Monday 30 July 2018

Man Not in Álora takes a trip to the Emerald Isle's Wild Atlantic Coast and Uncovers Tales of Revolution, Famine and a Tragic Pie Story.

Man Not in Álora takes a Trip to The Emerald Isle's Wild Atlantic Coast and Uncovers Tales of Revolution, Famine and a Tragic Pie Story.



                                         Baltimore (Dún na Séad), County Cork


It's a rainy Sunday afternoon in Birmingham and the Feria (Annual Fair and Festival) in Álora will kick off in a few days. The temperature there is 38 degrees and rising, except for in our neighbours' back garden in Calle Benito Suarez where it is 43 degrees, apparently.
Usually, at this time of the year, when Mrs Sánchez and I are in voluntary exile at our summer residence in Birmingham, England and after the usual 8 weeks of typical English summer weather (cold, rainy, cloudy, windy etc) our thoughts turn to sunny Spain. But not a bit of it!  Quite the contrary. The arrival of rain has come as a great relief to every man Jack and Jill throughout this sceptred isle- except to Tommy and Monty who can't have a walk till it stops.

                                                        " Has it stopped yet?"

It started off as a 'heat wave' (ola de calor) but  after 8 weeks of unrelenting, merciless good weather, warm sunny evenings in the open, barbecues and glorious holidays around the UK coast with  record temperatures of 37 degrees being recorded, talk of Armageddon  is in the air. It's further proof of climate change and we're all doomed - throw Brexit into the mix and we can despair at will.
Today The Sunday Express (motto-'Never  let the truth get in the way of a good story')  has the headline; 'RAT ON YOUR NEIGHBOUR!' (for using a hosepipe). Nothing like a bit of good weather to bring out the best in people.

 

Faithful readers of this venereal organ may recall that Mrs. S and I had a bit of bad luck with our limbs before leaving Spain (see previous issue) so the journey back was a bit tricky for us.. Luckily for us the crew of the good ship MV Pont Aven pulled out all the stops to help us. We got a 'wheelchair friendly cabin' (lots of room and a telly at no extra cost), a parking spot next to the lift and the loan of a wheelchair. A big thanks from us to them. The only hitch came when I tried to take the dogs back down to the car as we pulled into Portsmouth. Apparently there is no known route from the dog kennels on deck 10 to our car on deck 4, door D. A very nice French chap who worked in the duty free shop  tried  to help but gave up after half an hour roaming the labyrinthine corridors and stairwells in the belly of the ship. Finally a small boy came to the rescue. Thanks, sonny.
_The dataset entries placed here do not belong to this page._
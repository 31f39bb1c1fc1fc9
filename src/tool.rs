//! Typed invocations of the external `usb-creator` writer tool.

use std::path::{Path, PathBuf};

use tracing::debug;

use crate::{escalation::Command, task::capture_lines};

/// Default name of the writer tool on `$PATH`.
pub const DEFAULT_TOOL: &str = "usb-creator";

#[derive(Debug, thiserror::Error, PartialEq, Eq)]
pub enum CommandBuildError {
    #[error("Partitioning the device and writing a single ISO cannot be combined")]
    PartitionWithSingleFile,
    #[error("Path is not valid UTF-8: {0:?}")]
    NonUtf8Path(PathBuf),
    #[error("Distribution key must be a single non-empty word, got {0:?}")]
    BadDistributionKey(String),
}

/// The writer tool executable.
#[derive(Debug, Clone, PartialEq, Eq)]
pub struct Tool {
    program: String,
}

impl Default for Tool {
    fn default() -> Self {
        Self::new(DEFAULT_TOOL)
    }
}

impl Tool {
    pub fn new(program: impl Into<String>) -> Self {
        Self {
            program: program.into(),
        }
    }

    pub fn program(&self) -> &str {
        &self.program
    }

    fn command(&self) -> Command<'static> {
        Command::new(self.program.clone())
    }

    /// Start building a write of `source` (an ISO or a directory of ISOs)
    /// onto `device`.
    pub fn write(&self, source: impl Into<PathBuf>, device: impl Into<PathBuf>) -> WriteCommand {
        WriteCommand {
            tool: self.clone(),
            source: source.into(),
            device: device.into(),
            distribution: None,
            partition: false,
            single_file: false,
        }
    }

    /// `tool -r <iso on device> <device>`
    pub fn remove(&self, iso: &Path, device: &Path) -> Result<Command<'static>, CommandBuildError> {
        Ok(self
            .command()
            .arg("-r")
            .arg(path_arg(iso)?)
            .arg(path_arg(device)?))
    }

    /// `tool -D`
    pub fn list_distributions_command(&self) -> Command<'static> {
        self.command().arg("-D")
    }

    /// `tool -l <iso>`
    pub fn volume_label_command(&self, iso: &Path) -> Result<Command<'static>, CommandBuildError> {
        Ok(self.command().arg("-l").arg(path_arg(iso)?))
    }

    /// Ask the tool which distribution keys it knows, sorted.
    pub fn distributions(&self) -> Vec<String> {
        let lines = capture_lines(&self.list_distributions_command());
        parse_distributions(&lines)
    }

    /// Ask the tool for the volume label of an ISO.
    pub fn volume_label(&self, iso: &Path) -> Option<String> {
        let cmd = self.volume_label_command(iso).ok()?;
        let label = capture_lines(&cmd).into_iter().next()?;
        debug!(?iso, label, "Read volume label");
        let label = label.trim();
        (!label.is_empty()).then(|| label.to_owned())
    }
}

/// Builder for `tool [-f <distro>] [-p | -u] <source> <device>`.
#[derive(Debug, Clone, PartialEq, Eq)]
pub struct WriteCommand {
    tool: Tool,
    source: PathBuf,
    device: PathBuf,
    distribution: Option<String>,
    partition: bool,
    single_file: bool,
}

impl WriteCommand {
    /// Force the distribution instead of letting the tool detect it.
    pub fn distribution(mut self, key: Option<String>) -> Self {
        self.distribution = key;
        self
    }

    /// Partition the device before copying. Destroys all data on it.
    pub fn partition(mut self, partition: bool) -> Self {
        self.partition = partition;
        self
    }

    /// Overwrite the device with a single ISO.
    pub fn single_file(mut self, single_file: bool) -> Self {
        self.single_file = single_file;
        self
    }

    pub fn build(self) -> Result<Command<'static>, CommandBuildError> {
        if self.partition && self.single_file {
            return Err(CommandBuildError::PartitionWithSingleFile);
        }

        let mut cmd = self.tool.command();
        if let Some(key) = self.distribution {
            if key.is_empty() || key.contains(char::is_whitespace) {
                return Err(CommandBuildError::BadDistributionKey(key));
            }
            cmd = cmd.arg("-f").arg(key);
        }
        if self.partition {
            cmd = cmd.arg("-p");
        }
        if self.single_file {
            cmd = cmd.arg("-u");
        }

        Ok(cmd
            .arg(path_arg(&self.source)?)
            .arg(path_arg(&self.device)?))
    }
}

fn path_arg(p: &Path) -> Result<String, CommandBuildError> {
    p.to_str()
        .map(str::to_owned)
        .ok_or_else(|| CommandBuildError::NonUtf8Path(p.to_owned()))
}

fn parse_distributions(lines: &[String]) -> Vec<String> {
    let mut keys: Vec<String> = lines
        .first()
        .map(|l| l.split_whitespace().map(str::to_owned).collect())
        .unwrap_or_default();
    keys.sort();
    keys
}
pub mod cli;
pub mod main;
mod simple;
use std::path::PathBuf;

use clap::{Parser, Subcommand};

use crate::escalation::Escalate;

/// Copy bootable ISOs onto a USB drive with the usb-creator tool.
#[derive(Parser, Debug)]
#[command(author, version, about, long_about = None)]
#[command(propagate_version = true)]
pub struct Args {
    #[command(subcommand)]
    pub command: Command,

    /// Config to use instead of ~/.usb-creator/usbcreator.toml.
    #[arg(short, long, global = true)]
    pub config: Option<PathBuf>,

    /// Verbosity. Repeat to be more verbose.
    #[arg(short, action = clap::ArgAction::Count, global = true)]
    pub verbosity: u8,

    /// Whether to run the tool as root. Overrides the config.
    #[arg(long, value_enum, global = true)]
    pub escalate: Option<Escalate>,
}

#[derive(Subcommand, Debug)]
pub enum Command {
    /// List removable drives.
    Drives(OutputArgs),
    /// Show how much space a source needs on a drive.
    Plan(PlanArgs),
    /// Copy an ISO, or a directory of ISOs, onto a drive.
    Write(WriteArgs),
    /// Remove ISOs from a drive.
    Remove(RemoveArgs),
    /// List the ISOs on a drive.
    Isos(DeviceArgs),
    /// Show which logo an ISO name would get.
    Logo(LogoArgs),
    /// List the distributions the tool can be forced to.
    Distros,
    /// Unmount a drive so it can be removed.
    Unmount(UnmountArgs),
}

#[derive(Parser, Debug)]
pub struct OutputArgs {
    /// Print JSON instead of a table.
    #[arg(long)]
    pub json: bool,
}

#[derive(Parser, Debug)]
pub struct DeviceArgs {
    /// The drive, i.e. /dev/sdb.
    pub device: PathBuf,

    #[command(flatten)]
    pub output: OutputArgs,
}

#[derive(Parser, Debug)]
pub struct PlanArgs {
    /// The drive, i.e. /dev/sdb.
    pub device: PathBuf,

    /// ISO file or directory of ISOs.
    pub source: PathBuf,

    /// Plan for overwriting the drive with a single ISO.
    #[arg(short = 'u', long)]
    pub single_file: bool,

    #[command(flatten)]
    pub output: OutputArgs,
}

#[derive(Parser, Debug)]
pub struct WriteArgs {
    /// The drive, i.e. /dev/sdb.
    pub device: PathBuf,

    /// ISO file or directory of ISOs.
    pub source: PathBuf,

    /// Force the distribution instead of letting the tool detect it.
    #[arg(short = 'f', long = "force-distro", value_name = "KEY")]
    pub distribution: Option<String>,

    /// Partition the drive first. THIS DESTROYS ALL DATA ON THE DRIVE.
    #[arg(short, long)]
    pub partition: bool,

    /// Overwrite the drive with a single ISO.
    #[arg(short = 'u', long)]
    pub single_file: bool,

    /// If supplied, we will not ask for confirmation before destroying your disk.
    #[arg(long)]
    pub force: bool,
}

#[derive(Parser, Debug)]
pub struct RemoveArgs {
    /// The drive, i.e. /dev/sdb.
    pub device: PathBuf,

    /// File names of the ISOs on the drive.
    #[arg(required = true)]
    pub isos: Vec<String>,

    /// If supplied, we will not ask for confirmation.
    #[arg(long)]
    pub force: bool,
}

#[derive(Parser, Debug)]
pub struct LogoArgs {
    /// ISO file name or volume label.
    pub name: String,
}

#[derive(Parser, Debug)]
pub struct UnmountArgs {
    /// The drive, i.e. /dev/sdb.
    pub device: PathBuf,
}
use std::{borrow::Cow, fmt::Display};

use itertools::Itertools;
use shell_words::{join, quote};
use which::which;

use super::Error;

#[derive(Debug, Clone, Copy, PartialEq, Eq, derive_more::Display)]
pub enum EscalationMethod {
    #[display(fmt = "sudo")]
    Sudo,
    #[display(fmt = "doas")]
    Doas,
    #[display(fmt = "su")]
    Su,
}

/// Command components, backed by copy-on-write storage.
#[derive(Debug, Clone, PartialEq, Eq)]
pub struct Command<'a> {
    pub envs: Vec<(Cow<'a, str>, Cow<'a, str>)>,
    pub proc: Cow<'a, str>,
    pub args: Vec<Cow<'a, str>>,
}

impl<'a> Command<'a> {
    pub fn new(proc: impl Into<Cow<'a, str>>) -> Self {
        Self {
            envs: vec![],
            proc: proc.into(),
            args: vec![],
        }
    }

    pub fn arg(mut self, arg: impl Into<Cow<'a, str>>) -> Self {
        self.args.push(arg.into());
        self
    }

    pub fn into_owned(self) -> Command<'static> {
        Command {
            envs: (self.envs.into_iter())
                .map(|(k, v)| (Cow::Owned(k.into_owned()), Cow::Owned(v.into_owned())))
                .collect(),
            proc: Cow::Owned(self.proc.into_owned()),
            args: (self.args.into_iter())
                .map(|a| Cow::Owned(a.into_owned()))
                .collect(),
        }
    }
}

impl EscalationMethod {
    const ALL: [EscalationMethod; 3] = [Self::Sudo, Self::Doas, Self::Su];

    pub fn detect() -> Result<Self, Error> {
        for m in Self::ALL {
            if m.is_supported() {
                return Ok(m);
            }
        }
        Err(Error::UnixNotDetected)
    }

    fn is_supported(&self) -> bool {
        which(self.cmd_name()).is_ok()
    }

    fn cmd_name(&self) -> &'static str {
        match self {
            Self::Sudo => "sudo",
            Self::Doas => "doas",
            Self::Su => "su",
        }
    }

    pub fn wrap_command(&self, cmd: &Command) -> Command<'static> {
        let raw = cmd.to_string();

        match self {
            Self::Sudo | Self::Doas => Command {
                envs: vec![],
                proc: self.cmd_name().into(),
                args: vec!["sh".into(), "-c".into(), raw.into()],
            },
            Self::Su => Command {
                envs: vec![],
                proc: "su".into(),
                args: vec![
                    "root".into(),
                    "-c".into(),
                    "sh".into(),
                    "-c".into(),
                    raw.into(),
                ],
            },
        }
    }
}

impl Display for Command<'_> {
    fn fmt(&self, f: &mut std::fmt::Formatter<'_>) -> std::fmt::Result {
        let args = join([&self.proc].into_iter().chain(self.args.iter()));

        if self.envs.is_empty() {
            write!(f, "{args}")
        } else {
            let envs = (self.envs.iter())
                .map(|(k, v)| format!("{}={}", quote(k), quote(v)))
                .join(" ");

            write!(f, "{envs} {args}")
        }
    }
}

impl From<&Command<'_>> for std::process::Command {
    fn from(value: &Command<'_>) -> Self {
        let mut c = std::process::Command::new(value.proc.as_ref());
        c.args(value.args.iter().map(|a| a.as_ref()));
        c.envs(value.envs.iter().map(|(k, v)| (k.as_ref(), v.as_ref())));
        c
    }
}

#[cfg(test)]
mod tests {
    use super::*;

    #[test]
    fn test_to_string_no_env() {
        let command = Command::new("usb-creator")
            .arg("-f")
            .arg("ubuntu")
            .arg("/home/me/My ISOs/ubuntu.iso")
            .arg("/dev/sdb");

        assert_eq!(
            command.to_string(),
            "usb-creator -f ubuntu '/home/me/My ISOs/ubuntu.iso' /dev/sdb"
        )
    }

    #[test]
    fn test_to_string_with_env() {
        let command = Command {
            envs: vec![("LANG".into(), "en US".into())],
            proc: "usb-creator".into(),
            args: vec!["-D".into()],
        };

        assert_eq!(command.to_string(), "LANG='en US' usb-creator -D")
    }

    fn get_test_command() -> Command<'static> {
        Command::new("usb-creator")
            .arg("-u")
            .arg("it's.iso")
            .arg("/dev/sdb")
    }

    #[test]
    fn test_sudo() {
        let result = EscalationMethod::Sudo.wrap_command(&get_test_command());

        assert_eq!(result.proc, "sudo");
        assert_eq!(result.args[..2], ["sh", "-c"]);
        assert_eq!(result.args[2], "usb-creator -u 'it'\\''s.iso' /dev/sdb");
    }

    #[test]
    fn test_doas() {
        let result = EscalationMethod::Doas.wrap_command(&get_test_command());

        assert_eq!(result.proc, "doas");
        assert_eq!(result.args[..2], ["sh", "-c"]);
        assert_eq!(result.args[2], get_test_command().to_string());
    }

    #[test]
    fn test_su() {
        let result = EscalationMethod::Su.wrap_command(&get_test_command());

        assert_eq!(result.proc, "su");
        assert_eq!(result.args[..4], ["root", "-c", "sh", "-c"]);
        assert_eq!(result.args[4], get_test_command().to_string());
    }

    #[test]
    fn into_owned_keeps_contents() {
        let local = String::from("/dev/sdc");
        let cmd = Command::new("usb-creator").arg(local.as_str());
        assert_eq!(cmd.clone().into_owned(), cmd);
    }
}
                               A rare picture of Deck 4 on the MV Pont Aven, Door D.

Mrs.Sánchez is now walking without crutches and has only fallen over once. On Wednesday I'm going to return the wheelchair we hired from The Red Cross and  put her 'robot boot' away in the loft, in case we need it again. The Traumatology consultant at the New Queen Elizabeth Hospital in Birmingham said that she can put her weight on the broken leg now. Yippee!
                 Mrs. S. wearing the robot boot. (on The Long Strand, Castlefreke)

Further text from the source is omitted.